The Iran war has given a powerful impetus to strengthening Russo-Chinese ties. The closure of the Strait of Hormuz has made China critically reliant on Russian oil and gas supplies and thus helped Moscow fill up its coffers and get additional funds for its ongoing war on Ukraine.
In the first four months of this year, bilateral trade has jumped by nearly 20 percent. Cooperation in the energy sector is expected to expand, with Putin mentioning before his trip that there will be “a substantial step forward” in the oil and gas sphere.
Already last year, in September – three months after the Israeli assault on Iran – Chinese companies signed a memorandum with Russia’s energy giant Gazprom to expand the import of Russian gas through two pipelines from 48 to 56 billion cubic metres. The long-delayed Power of Siberia 2 gas pipeline is once again on the table. Continuing exports of Chinese parts and technology have also helped Russia’s military industry keep up with demand from the front line in Ukraine.

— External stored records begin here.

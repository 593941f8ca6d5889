//! OpenAI-compatible advisory provider.
//!
//! Works with OpenAI, Azure OpenAI, Ollama, vLLM, LM Studio and any endpoint
//! that follows the chat completions API format.

use super::AdvisoryProvider;
use crate::config::AdvisoryConfig;
use crate::error::LlmError;
use crate::types::{Completion, Message, TokenUsage};
use async_trait::async_trait;
use reqwest::Client;
use serde_json::{Value, json};
use tracing::debug;

pub struct OpenAiCompatibleProvider {
    client: Client,
    base_url: String,
    api_key: String,
    model: String,
    max_tokens: usize,
    temperature: f32,
}

impl OpenAiCompatibleProvider {
    /// Create a new provider from configuration.
    ///
    /// Reads the API key from the environment variable named by
    /// `config.api_key_env`. Local endpoints do not require one.
    pub fn new(config: &AdvisoryConfig) -> Result<Self, LlmError> {
        let is_local =
            config.base_url.contains("localhost") || config.base_url.contains("127.0.0.1");

        let api_key = std::env::var(&config.api_key_env)
            .ok()
            .filter(|k| !k.trim().is_empty())
            .or_else(|| {
                if is_local {
                    debug!("No API key set for local provider; using placeholder bearer token");
                    Some("local".to_string())
                } else {
                    None
                }
            })
            .ok_or_else(|| LlmError::AuthFailed {
                provider: format!(
                    "OpenAI-compatible: env var '{}' not set",
                    config.api_key_env
                ),
            })?;

        Ok(Self {
            client: Client::new(),
            base_url: config.base_url.trim_end_matches('/').to_string(),
            api_key,
            model: config.model.clone(),
            max_tokens: config.max_tokens,
            temperature: config.temperature,
        })
    }

    fn messages_to_json(messages: &[Message]) -> Vec<Value> {
        messages
            .iter()
            .map(|m| json!({ "role": m.role.to_string(), "content": m.content }))
            .collect()
    }

    /// Map an HTTP status code to the appropriate LlmError.
    fn map_http_error(status: reqwest::StatusCode, body: &str) -> LlmError {
        match status.as_u16() {
            401 => {
                debug!(body = %body, "Authentication failed (401)");
                LlmError::AuthFailed {
                    provider: "OpenAI-compatible".to_string(),
                }
            }
            429 => LlmError::RateLimited {
                retry_after_secs: 5,
            },
            code if code >= 500 => LlmError::ApiRequest {
                message: format!("Server error ({}): {}", status, body),
            },
            _ => LlmError::ApiRequest {
                message: format!("HTTP {}: {}", status, body),
            },
        }
    }

    /// Pull text and usage out of a chat completions response body.
    fn parse_response(json: &Value, model: &str) -> Result<Completion, LlmError> {
        let content = json
            .get("choices")
            .and_then(|c| c.get(0))
            .and_then(|c| c.get("message"))
            .and_then(|m| m.get("content"))
            .and_then(|c| c.as_str())
            .ok_or_else(|| LlmError::ResponseParse {
                message: "missing choices[0].message.content".to_string(),
            })?;

        let usage = json
            .get("usage")
            .map(|u| TokenUsage {
                input_tokens: u.get("prompt_tokens").and_then(|v| v.as_u64()).unwrap_or(0)
                    as usize,
                output_tokens: u
                    .get("completion_tokens")
                    .and_then(|v| v.as_u64())
                    .unwrap_or(0) as usize,
            })
            .unwrap_or_default();

        Ok(Completion {
            content: content.to_string(),
            usage,
            model: json
                .get("model")
                .and_then(|m| m.as_str())
                .unwrap_or(model)
                .to_string(),
        })
    }
}

#[async_trait]
impl AdvisoryProvider for OpenAiCompatibleProvider {
    async fn generate(&self, messages: &[Message]) -> Result<Completion, LlmError> {
        let url = format!("{}/chat/completions", self.base_url);
        let body = json!({
            "model": self.model,
            "messages": Self::messages_to_json(messages),
            "temperature": self.temperature,
            "max_tokens": self.max_tokens,
            "stream": false,
        });

        debug!(url = %url, model = %self.model, "Sending advisory completion request");

        let response = self
            .client
            .post(&url)
            .header("Authorization", format!("Bearer {}", self.api_key))
            .header("Content-Type", "application/json")
            .json(&body)
            .send()
            .await
            .map_err(|e| LlmError::ApiRequest {
                message: format!("Request failed: {}", e),
            })?;

        let status = response.status();
        let response_body = response.text().await.map_err(|e| LlmError::ApiRequest {
            message: format!("Failed to read response body: {}", e),
        })?;

        if !status.is_success() {
            return Err(Self::map_http_error(status, &response_body));
        }

        let json: Value =
            serde_json::from_str(&response_body).map_err(|e| LlmError::ResponseParse {
                message: format!("Invalid JSON: {}", e),
            })?;

        Self::parse_response(&json, &self.model)
    }

    fn model_name(&self) -> &str {
        &self.model
    }
}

Beijing and Moscow may have a strong economic relationship, but what really unites them at the moment is their shared analysis of the US-led West and the danger it poses to the rest of the world. The perception of the US as a rogue and fundamentally irrational actor is naturally pulling them together.
But it wasn’t always this way. Several decades ago, the US had a very different posture and was actually successful in exploiting the differences between the USSR and China. Prompted by the Vietnam War catastrophe in the early 1970s, President Richard Nixon sought a detente with the USSR and courted China, gently nudging it towards reforms which changed the country beyond recognition.
Both strategies proved a huge success for US diplomacy in the long run, resulting in peaceful transitions in both the USSR and China towards political regimes that served US interests much better.
The Russian-Chinese alliance has never been a given. The Russian Empire took part in the scramble for China along with other Western colonial powers in the 19th century. Soviet leader Joseph Stalin helped the Chinese communists come to power in 1949, but soon after his death, the two communist giants became bitter rivals, accusing each other of revisionism.
Until the very last years of the USSR, Moscow saw Beijing more as a foe than a friend. The arrival of the unipolar, US-dominated world pushed them closer together, even while some mistrust persisted.